Writing through video

[This is an excerpt transcribed from the interview to Elisa Sbaragli and Sara Sguotti: you can find the video interview here]

Sara: another interesting point for me is that in the practice of writing, understood in a very broader sense, the use of video is really relevant. It seems to me that the memory of the body is increasingly failing because we have so many digital tools. I sometimes struggle to ‘interpret’ my practice, because what the body feels is different from what the body sees. In choreographic writing introducing the video creates a strange twist: through the medium of the body, you get to the video and then return to the body, without first having processed the ‘writing’ of the body. There is a transmission of signs and meaning between the body and the video. And this is something that leaves me a little cold. When I try to pass on a concept or practice to another person through my words, this person literally ‘reads’ that concept and translates that thing with a form of interpretation that is undoubtedly free. However, unless it’s poetry, it’s quite linked to the idea of ‘translation’ and you have a fairly clear interpretation of it. On the other hand, through the use of video, we talk about ‘body language’, which is so ambiguous and freely interpretable that I can’t give a unique key to interpretation. I wonder if it is the medium that brings about this lack, this emptiness of meaning, the removal of emotions from the body, removing, let’s say its novelty and freshness. Yet even in this case it varies, because for example the other day I saw a whole show on video and the things that were of interest I picked up anyway. But would I have picked them up in the same way if I had been present in the same space and at the same time together with the audience members’ bodies? 

Giovanni: In your practice, when you work alone, do you use the video to have a look at and review what you are doing, and to understand, for example, which parts to keep, which ones interest you the most, which ones are to develop, et cetera? Or do you activate all these processes internally, relying only on your perception?

Sara: For me, writing remains something that I feel, not a form of writing that I review and revise. I make little use of video. But I am well aware that, especially when I work with other people, that there is a need to review, to see yourselves again, to understand your practice also through vision, so this is something that I am still working on. For example, having worked with some people for a lot of time now, video footage really intrigues me. I am interested in seeing the evolution of this person’s practice. I am speaking in this regard as someone who is observing others, so I’m not talking about my practice because I really have always used little video to shoot my own practice. In my opinion, the moment you find something and you can translate it by another means, then it’s better. In my personal practice, at least, I adopt a more sensitive form of writing. However, working with other people who, as Elisa said, have changed their mode of writing by making a lot of use of video, I no longer find the idea of ‘transmitting’ choreography through video relevant, but instead that of ‘performing’ the choreography through the video: writing through the means of the body, then ‘recording’ it with the video and producing a final document which is a video. It is for me no longer a form of writing through the means of the body. I’ve seen this change in people with whom I work with, it’s kind of hard for me to understand just at which point to find the writing.

Giovanni: And what about you Elisa, how do you use video? You use it more, don’t you?

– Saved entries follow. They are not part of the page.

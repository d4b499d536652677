use contracts::shared::pagination::{PageChange, Pagination};
use contracts::system::users::User;
use leptos::prelude::*;

/// Весь список грузится один раз, страница вырезается на клиенте.
#[derive(Clone, Debug)]
pub struct UsersListState {
    pub all: Vec<User>,
    pub search_query: String,
    pub pagination: Pagination,
    pub is_loaded: bool,
}

impl UsersListState {
    pub fn new(page_size: usize) -> Self {
        Self {
            all: Vec::new(),
            search_query: String::new(),
            pagination: Pagination::new(page_size),
            is_loaded: false,
        }
    }

    pub fn filtered(&self) -> Vec<&User> {
        self.all
            .iter()
            .filter(|u| u.matches(&self.search_query))
            .collect()
    }

    /// Rows of the current page, after search.
    pub fn page_items(&self) -> Vec<User> {
        let filtered = self.filtered();
        self.pagination
            .slice(&filtered)
            .iter()
            .map(|u| (*u).clone())
            .collect()
    }

    fn recalc(&mut self) {
        let total = self.filtered().len();
        self.pagination = self.pagination.with_total(total);
    }

    pub fn set_users(&mut self, mut users: Vec<User>) {
        users.sort_by(|a, b| a.username.to_lowercase().cmp(&b.username.to_lowercase()));
        self.all = users;
        self.is_loaded = true;
        self.recalc();
    }

    pub fn set_search(&mut self, query: String) {
        self.search_query = query;
        self.pagination.page = 1;
        self.recalc();
    }

    pub fn change_page(&mut self, change: PageChange) {
        self.pagination = self.pagination.apply(change);
    }
}

pub fn create_state(page_size: usize) -> RwSignal<UsersListState> {
    RwSignal::new(UsersListState::new(page_size))
}

#[cfg(test)]
mod tests {
    use super::*;
    use chrono::Utc;

    fn user(n: usize) -> User {
        User {
            id: format!("u{}", n),
            username: format!("user{:02}", n),
            email: Some(format!("user{}@acme.io", n)),
            full_name: None,
            is_active: true,
            is_admin: n == 0,
            created_at: Utc::now(),
            last_login_at: None,
        }
    }

    #[test]
    fn test_client_side_pages() {
        let mut state = UsersListState::new(20);
        state.set_users((0..45).map(user).collect());
        assert_eq!(state.pagination.total, 45);
        assert_eq!(state.page_items().len(), 20);

        state.change_page(PageChange::Page(3));
        let page = state.page_items();
        assert_eq!(page.len(), 5);
        assert_eq!(page[0].username, "user40");
    }

    #[test]
    fn test_search_resets_page_and_total() {
        let mut state = UsersListState::new(20);
        state.set_users((0..45).map(user).collect());
        state.change_page(PageChange::Page(2));

        state.set_search("user1".into());
        assert_eq!(state.pagination.page, 1);
        // user01, user10..user19
        assert_eq!(state.pagination.total, 11);
        assert_eq!(state.page_items().len(), 11);
    }

    #[test]
    fn test_reload_with_fewer_users_clamps_page() {
        let mut state = UsersListState::new(20);
        state.set_users((0..45).map(user).collect());
        state.change_page(PageChange::Page(3));
        state.set_users((0..10).map(user).collect());
        assert_eq!(state.pagination.page, 1);
        assert_eq!(state.page_items().len(), 10);
    }
}
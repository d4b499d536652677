use serde::{Deserialize, Serialize};

#[derive(Debug, Clone, Serialize, Deserialize)]
pub struct LoginRequest {
    pub username: String,
    pub password: String,
    /// Subdomain of the company instance, when the app runs on one.
    #[serde(default, skip_serializing_if = "Option::is_none")]
    pub tenant: Option<String>,
}

#[derive(Debug, Clone, Serialize, Deserialize)]
pub struct LoginResponse {
    pub access_token: String,
    pub refresh_token: String,
    pub user: UserInfo,
}

#[derive(Debug, Clone, Serialize, Deserialize)]
pub struct RefreshRequest {
    pub refresh_token: String,
}

#[derive(Debug, Clone, Serialize, Deserialize)]
pub struct RefreshResponse {
    pub access_token: String,
}

#[derive(Debug, Clone, PartialEq, Serialize, Deserialize)]
pub struct UserInfo {
    pub id: String,
    pub username: String,
    pub full_name: Option<String>,
    pub email: Option<String>,
    pub is_admin: bool,
}

impl UserInfo {
    /// Full name when present, username otherwise.
    pub fn display_name(&self) -> &str {
        self.full_name
            .as_deref()
            .filter(|n| !n.trim().is_empty())
            .unwrap_or(&self.username)
    }
}

#[cfg(test)]
mod tests {
    use super::*;

    #[test]
    fn test_login_request_omits_missing_tenant() {
        let req = LoginRequest {
            username: "admin".into(),
            password: "secret".into(),
            tenant: None,
        };
        let json = serde_json::to_string(&req).unwrap();
        assert!(!json.contains("tenant"));
    }

    #[test]
    fn test_display_name() {
        let mut user = UserInfo {
            id: "1".into(),
            username: "ivanov".into(),
            full_name: Some("  ".into()),
            email: None,
            is_admin: false,
        };
        assert_eq!(user.display_name(), "ivanov");
        user.full_name = Some("Иван Иванов".into());
        assert_eq!(user.display_name(), "Иван Иванов");
    }
}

Elisa: Yes, I use it a lot, but I also use it as a way of taking notes: I record my practice and use it as a way of remembering and retrieving it. I have endless videos of footage and archives, although in reality I don’t really like to look at myself much. I also use them often to figure out if things work or not. It is also important for me to imprint my bodily sensations. It’s not video that helps me decide ‘this yes, this no’. But it helps me more in an overall sense, in terms of dramaturgy, in understanding the evolution of the practice in a more objective form, that is, if what is happening in my body actually works or does not work in the sense of performance. I think that the online community DanceMe has helped me a lot in using video, even in a creative form: I have learned to play with video, to make it my historical archive. I probably have an archiving fetish, because I really like to have so much material, which then stays there, that maybe it can be revised, even for other things. It can always serve as a souvenir, of as a left over. I also like video as a mere tool, as a means of work and research, as a technological aid in my work. I really like the practice of video editing; I also like to play with this type of language too.